Nos collègues de 1ère CO expérimentent cette année un modèle de communication des résultat aux parents. Le moins que l’on puisse dire est qu’il n’est pas marqué du sceau de la simplicité. Il peut même revêtir certains aspects contradictoires. Un groupe de travail vient d’être mis sur pied pour apporter d’indispensables corrections au processus. Les deux premiers cycles sont associés à cette réflexion dont les enjeux sont très importants. Pour nourrir la réflexion, les représentants de la SPVal apporteront leurs interrogations. En voici un aperçu : L’obsession du résultat à atteindre et les dates choisies pour communiquer des notes permettent-elles les indispensables erreurs qui mènent les élèves vers les acquisitions progressives et tâtonnantes émaillant les apprentissages et construisant les savoirs ? Les procédés techniques d’évaluation utilisés par les professionnels de l’enseignement doivent-ils tous générer une communication vers l’extérieur ? Les remarques des enseignants qui accompagnent les notes peuvent-elles dépasser la forme du simple constat répété aux parents année après année et prendre la forme de propositions concrètes de remédiation ? La mise en place de documents d’évaluation compliqués et chronophages est-elle garante de la qualité de l’enseignement ? Avant de s’occuper des modalités de communication de la note, ne serait-il pas nécessaire de mettre en place, en amont, des banques d’items permettant aux enseignants de construire des épreuves correspondant à leur rythme de travail et répondant à un niveau d’exigence harmonisé au niveau cantonal ? Est-il nécessaire de s’interroger sur les attentes de la majorité des parents dans la communication du suivi des apprentissages de leur enfant ? Comment différencier l’évaluation dans les trois cycles de l’école obligatoire ?

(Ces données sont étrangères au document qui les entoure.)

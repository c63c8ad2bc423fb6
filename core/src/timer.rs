use crate::constants::MAX_TIMERS;

#[derive(Clone, Copy, Debug, PartialEq, Eq)]
pub enum TimerKind {
    /// Repeating gate for the once-per-second clock work.
    Second,
    /// One-shot latch that blocks spawns right after a retirement.
    SpawnTimeout,
}

#[derive(Clone, Copy, Debug)]
struct Timer {
    kind: TimerKind,
    period: u32,
    remaining: u32,
    repeat: bool,
}

/// Cooperative countdown timers, polled once per tick and fired
/// synchronously from inside it.
#[derive(Clone, Debug, Default)]
pub struct Timers {
    slots: [Option<Timer>; MAX_TIMERS],
}

impl Timers {
    /// Returns `false` when every slot is taken.
    pub fn add(&mut self, kind: TimerKind, ticks: u32, repeat: bool) -> bool {
        let ticks = ticks.max(1);
        match self.slots.iter_mut().find(|slot| slot.is_none()) {
            Some(slot) => {
                *slot = Some(Timer {
                    kind,
                    period: ticks,
                    remaining: ticks,
                    repeat,
                });
                true
            }
            None => {
                tracing::warn!(?kind, "no free timer slot");
                false
            }
        }
    }

    pub fn is_running(&self, kind: TimerKind) -> bool {
        self.slots.iter().flatten().any(|timer| timer.kind == kind)
    }

    /// Restart a one-shot timer, or add it when none is running.
    pub fn restart(&mut self, kind: TimerKind, ticks: u32) -> bool {
        for timer in self.slots.iter_mut().flatten() {
            if timer.kind == kind {
                timer.remaining = ticks.max(1);
                timer.period = ticks.max(1);
                return true;
            }
        }
        self.add(kind, ticks, false)
    }

    /// Advance every timer by one tick and return the ones that fired.
    pub fn poll(&mut self) -> Vec<TimerKind> {
        let mut fired = Vec::new();
        for slot in self.slots.iter_mut() {
            let Some(timer) = slot.as_mut() else {
                continue;
            };
            timer.remaining -= 1;
            if timer.remaining == 0 {
                fired.push(timer.kind);
                if timer.repeat {
                    timer.remaining = timer.period;
                } else {
                    *slot = None;
                }
            }
        }
        fired
    }
}

#[cfg(test)]
mod tests {
    use super::*;

    #[test]
    fn repeating_timer_fires_every_period() {
        let mut timers = Timers::default();
        assert!(timers.add(TimerKind::Second, 3, true));
        let fired: Vec<usize> = (1..=9)
            .filter(|_| timers.poll().contains(&TimerKind::Second))
            .collect();
        assert_eq!(fired.len(), 3);
        assert!(timers.is_running(TimerKind::Second));
    }

    #[test]
    fn one_shot_timer_frees_its_slot() {
        let mut timers = Timers::default();
        assert!(timers.add(TimerKind::SpawnTimeout, 2, false));
        assert!(timers.poll().is_empty());
        assert_eq!(timers.poll(), vec![TimerKind::SpawnTimeout]);
        assert!(!timers.is_running(TimerKind::SpawnTimeout));
    }

    #[test]
    fn full_table_rejects_new_timers() {
        let mut timers = Timers::default();
        for _ in 0..MAX_TIMERS {
            assert!(timers.add(TimerKind::Second, 10, true));
        }
        assert!(!timers.add(TimerKind::SpawnTimeout, 1, false));
        assert!(!timers.restart(TimerKind::SpawnTimeout, 1));
    }
}
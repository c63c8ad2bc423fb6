//! Built-in practice airfield
//!
//! ```text
//!     0 1 2 3 4 5 6 7
//!  0  > = X = = X = <     runway 09/27, exits at columns 2 and 5
//!  1  . . H . . | . .     H holding point, | taxiway
//!  2  . . - - - - . .     taxiway
//!  3  . . . P P . . .     parking
//! ```

use crate::error::LevelError;
use crate::level::{Level, LevelBuilder, Terrain};

pub const DEMO_SCHEDULE: &str = "\
# Practice shift
08:00
ARRIVAL;   IB3012; 40; 08:00;  0; 240
DEPARTURE; LH0442; 60; 08:01; 27; 300
MESSAGE;   08:01; Tower open, runway 09 in use
";

pub fn demo_level() -> Result<Level, LevelError> {
    let mut builder = LevelBuilder::new("Practice field", 8)
        .horizontal_runway(0, 0, 7, &[2, 5])
        .tile(2, 1, Terrain::HoldingPoint)
        .tile(5, 1, Terrain::Taxiway)
        .tile(3, 3, Terrain::Parking)
        .tile(4, 3, Terrain::Parking)
        .building(6, 3, 1);
    for column in 2..=5 {
        builder = builder.tile(column, 2, Terrain::Taxiway);
    }
    builder.build()
}
use super::*;
use crate::constants::{FINAL_APPROACH_ALTITUDE, FINAL_APPROACH_TILES, TILE_SIZE_Q12_4};
use crate::fixed_point::displace_q12_4;
use crate::level::Direction;
use crate::path::{PathDraft, PathGoal};

impl Simulation {
    /// Clear an APPROACH flight to land on `header`, or send a HOLDING_RWY
    /// flight onto it for departure.
    pub fn assign_runway(
        &mut self,
        flight: FlightId,
        header: TileIndex,
    ) -> Result<(), CommandError> {
        let state = self.flight_state(flight)?;
        if !matches!(state, FlightState::Approach | FlightState::HoldingRwy) {
            return Err(CommandError::WrongState { flight });
        }
        self.check_runway(flight, header)?;

        match state {
            FlightState::Approach => self.clear_to_land(flight, header)?,
            _ => self.clear_to_enter(flight, header)?,
        }

        tracing::debug!(flight, header, "runway claimed");
        self.events.push(SimEvent::RunwayAssigned { flight, header });
        self.events.push(SimEvent::Sound(Sound::RunwayAssigned));
        Ok(())
    }

    /// Validate a runway choice without changing anything.
    pub fn check_runway(&self, flight: FlightId, header: TileIndex) -> Result<(), CommandError> {
        let state = self.flight_state(flight)?;
        if !self.level.runway_headers().contains(&header) {
            return Err(CommandError::InvalidRunway { header });
        }
        if self.runway_in_use(header) {
            return Err(CommandError::RunwayInUse { header });
        }
        if self.claims.len() == crate::constants::MAX_RUNWAY_CLAIMS {
            tracing::warn!(flight, header, "runway claim table full");
            return Err(CommandError::PoolFull);
        }
        match state {
            FlightState::Approach => {
                self.landing_plan(header)?;
                if self.pool.is_full() {
                    return Err(CommandError::PoolFull);
                }
            }
            FlightState::HoldingRwy => {
                self.runway_entry(flight, header)?;
            }
            _ => return Err(CommandError::WrongState { flight }),
        }
        Ok(())
    }

    fn landing_plan(&self, header: TileIndex) -> Result<(Direction, TileIndex), CommandError> {
        let direction = self
            .level
            .tile_at(header)
            .and_then(|cell| cell.runway_direction())
            .ok_or(CommandError::InvalidRunway { header })?;
        let run = self
            .level
            .runway_run(header)
            .ok_or(CommandError::InvalidRunway { header })?;
        let exit = self
            .config
            .landing_exit
            .pick(&self.level, &run)
            .ok_or(CommandError::NoUsableExit { header })?;
        Ok((direction, exit))
    }

    /// Entry tile next to the holding point the aircraft waits on.
    fn runway_entry(
        &self,
        flight: FlightId,
        header: TileIndex,
    ) -> Result<TileIndex, CommandError> {
        let aircraft = self
            .pool
            .get(flight)
            .ok_or(CommandError::UnknownFlight { flight })?;
        let tile = aircraft
            .current_tile(&self.level)
            .ok_or(CommandError::NoUsableExit { header })?;
        let direction = self
            .level
            .tile_at(header)
            .and_then(|cell| cell.runway_direction())
            .ok_or(CommandError::InvalidRunway { header })?;
        let run = self
            .level
            .runway_run(header)
            .ok_or(CommandError::InvalidRunway { header })?;

        Direction::ALL
            .iter()
            .filter_map(|&probe| self.level.neighbor(tile, probe))
            .find(|&candidate| {
                self.level
                    .tile_at(candidate)
                    .is_some_and(|cell| cell.is(Terrain::RunwayExit))
                    && run.contains(&candidate)
                    && self.level.runway_header_behind(candidate, direction) == Some(header)
            })
            .ok_or(CommandError::NoUsableExit { header })
    }

    fn clear_to_land(&mut self, flight: FlightId, header: TileIndex) -> Result<(), CommandError> {
        let (direction, exit) = self.landing_plan(header)?;
        let number = self
            .roster
            .get(flight)
            .map(|entry| entry.number.as_str())
            .unwrap_or_default();

        let (hx, hy) = self.level.tile_center(header);
        let (x, y) = displace_q12_4(
            hx,
            hy,
            direction.opposite(),
            FINAL_APPROACH_TILES * TILE_SIZE_Q12_4,
        );
        let mut aircraft = Aircraft::new(
            flight,
            Livery::from_flight_number(number),
            x,
            y,
            FINAL_APPROACH_ALTITUDE,
        );
        aircraft.heading = Some(direction);
        if !aircraft.waypoints.assign(&[header, exit]) {
            return Err(CommandError::WaypointOverflow);
        }

        self.pool.spawn(aircraft).ok_or(CommandError::PoolFull)?;
        self.claims.claim(header, flight);
        self.roster.set_state(flight, FlightState::Final);
        self.events.push(SimEvent::Spawned {
            flight,
            state: FlightState::Final,
        });
        tracing::info!(flight, header, exit, "cleared to land");
        Ok(())
    }

    fn clear_to_enter(&mut self, flight: FlightId, header: TileIndex) -> Result<(), CommandError> {
        let entry = self.runway_entry(flight, header)?;
        let aircraft = self
            .pool
            .get_mut(flight)
            .ok_or(CommandError::UnknownFlight { flight })?;
        if !aircraft.waypoints.assign(&[entry, header]) {
            return Err(CommandError::WaypointOverflow);
        }
        self.claims.claim(header, flight);
        self.roster.set_state(flight, FlightState::EnteringRwy);
        tracing::info!(flight, header, entry, "cleared onto runway");
        Ok(())
    }

    /// Commit a drafted taxi path. PARKED flights must end on a holding
    /// point, LANDED flights on a free parking tile.
    pub fn confirm_taxi_path(
        &mut self,
        flight: FlightId,
        draft: &PathDraft,
    ) -> Result<(), CommandError> {
        let expected = match self.flight_state(flight)? {
            FlightState::Parked => PathGoal::HoldingPoint,
            FlightState::Landed => PathGoal::Parking,
            _ => return Err(CommandError::WrongState { flight }),
        };
        if draft.goal != expected {
            return Err(CommandError::NotConfirmable);
        }
        let tiles = draft.confirmable(&self.level, &self.occupancy, flight)?;

        let aircraft = self
            .pool
            .get_mut(flight)
            .ok_or(CommandError::UnknownFlight { flight })?;
        if !aircraft.waypoints.assign(&tiles) {
            return Err(CommandError::WaypointOverflow);
        }
        self.roster.set_state(flight, FlightState::Taxiing);
        tracing::debug!(flight, waypoints = tiles.len(), goal = ?expected, "taxi path confirmed");
        self.events.push(SimEvent::TaxiCleared {
            flight,
            waypoints: tiles.len(),
        });
        Ok(())
    }

    /// Send a READY_FOR_TAKEOFF flight down the runway. The runway claim is
    /// released as soon as the takeoff waypoint is set.
    pub fn request_takeoff(&mut self, flight: FlightId) -> Result<(), CommandError> {
        if self.flight_state(flight)? != FlightState::ReadyForTakeoff {
            return Err(CommandError::WrongState { flight });
        }
        let aircraft = self
            .pool
            .get(flight)
            .ok_or(CommandError::UnknownFlight { flight })?;
        let header = aircraft
            .current_tile(&self.level)
            .or_else(|| self.claims.header_of(flight))
            .ok_or(CommandError::WrongState { flight })?;
        let far_end = self
            .level
            .runway_run(header)
            .and_then(|run| run.last().copied())
            .ok_or(CommandError::InvalidRunway { header })?;

        if let Some(aircraft) = self.pool.get_mut(flight) {
            if !aircraft.waypoints.assign(&[far_end]) {
                return Err(CommandError::WaypointOverflow);
            }
        }
        for released in self.claims.release_flight(flight) {
            tracing::debug!(flight, header = released, "runway released on takeoff");
        }
        self.roster.set_state(flight, FlightState::Takeoff);
        tracing::info!(flight, header, far_end, "cleared for takeoff");
        self.events.push(SimEvent::TakeoffCleared { flight });
        self.events.push(SimEvent::Sound(Sound::Takeoff));
        Ok(())
    }

    /// Player hold on a taxiing aircraft.
    pub fn stop_aircraft(&mut self, flight: FlightId) -> Result<(), CommandError> {
        if self.flight_state(flight)? != FlightState::Taxiing {
            return Err(CommandError::WrongState { flight });
        }
        self.roster.set_state(flight, FlightState::UserStopped);
        self.events.push(SimEvent::StateChanged {
            flight,
            state: FlightState::UserStopped,
        });
        Ok(())
    }

    /// Only a player-stopped aircraft can be resumed by the player.
    pub fn resume_aircraft(&mut self, flight: FlightId) -> Result<(), CommandError> {
        if self.flight_state(flight)? != FlightState::UserStopped {
            return Err(CommandError::WrongState { flight });
        }
        self.roster.set_state(flight, FlightState::Taxiing);
        self.events.push(SimEvent::StateChanged {
            flight,
            state: FlightState::Taxiing,
        });
        Ok(())
    }
}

Toute cette réflexion devra évidemment être menée en parallèle avec les travaux de rédaction de la future loi sur l’école primaire.
Le toit d’une maison est toujours plus visible que ses fondations, le livret scolaire est également plus visible que toutes les tâches entreprises pour guider l’élève sur le long chemin des apprentissages. Il s’agira pourtant de poser les tuiles au bon moment et de veiller à ce que le temps passé à poser les briques soit plus important que celui passé à expliquer comment on les pose.